=== Begin Enclosure ===
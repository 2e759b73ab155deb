use crate::state::AppState;
use axum::{extract::State, Json};
use serde_json::{json, Value};

/// Liveness check. Also reports whether dispatch can reach an Analyzer.
pub async fn health_check(State(state): State<AppState>) -> Json<Value> {
    Json(json!({
        "status": "ok",
        "version": env!("CARGO_PKG_VERSION"),
        "analyzer_configured": state.dispatcher.is_configured(),
    }))
}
=== End Enclosure ===
### Work required
Return only the number of lines above that include the word "AppState".

### Solution below
2